## [Problem]
Exact repetition of every entry is required.

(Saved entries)

┌──

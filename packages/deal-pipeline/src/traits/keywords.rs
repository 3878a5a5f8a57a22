//! Popular-keywords source trait.

use async_trait::async_trait;
use serde::{Deserialize, Serialize};

use crate::error::StoreResult;

/// A keyword and how often it showed up in popular deals.
#[derive(Debug, Clone, PartialEq, Eq, Serialize, Deserialize)]
pub struct KeywordFrequency {
    pub keyword: String,
    pub frequency: u32,
}

impl KeywordFrequency {
    pub fn new(keyword: impl Into<String>, frequency: u32) -> Self {
        Self {
            keyword: keyword.into(),
            frequency,
        }
    }
}

/// Seeds the planner when a run has no explicit keyword.
#[async_trait]
pub trait KeywordSource: Send + Sync {
    /// Most popular keywords first, at most `limit`.
    async fn popular_keywords(&self, limit: usize) -> StoreResult<Vec<KeywordFrequency>>;
}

└──

## [Problem solution]
filename packages/deal-pipeline/src/traits/keywords.rs
repository 3878a5a5f8a57a22
//! Popular-keywords source trait.

use async_trait::async_trait;
use serde::{Deserialize, Serialize};

use crate::error::StoreResult;

/// A keyword and how often it showed up in popular deals.
#[derive(Debug, Clone, PartialEq, Eq, Serialize, Deserialize)]
pub struct KeywordFrequency {
    pub keyword: String,
    pub frequency: u32,
}

impl KeywordFrequency {
    pub fn new(keyword: impl Into<String>, frequency: u32) -> Self {
        Self {
            keyword: keyword.into(),
            frequency,
        }
    }
}

/// Seeds the planner when a run has no explicit keyword.
#[async_trait]
pub trait KeywordSource: Send + Sync {
    /// Most popular keywords first, at most `limit`.
    async fn popular_keywords(&self, limit: usize) -> StoreResult<Vec<KeywordFrequency>>;
}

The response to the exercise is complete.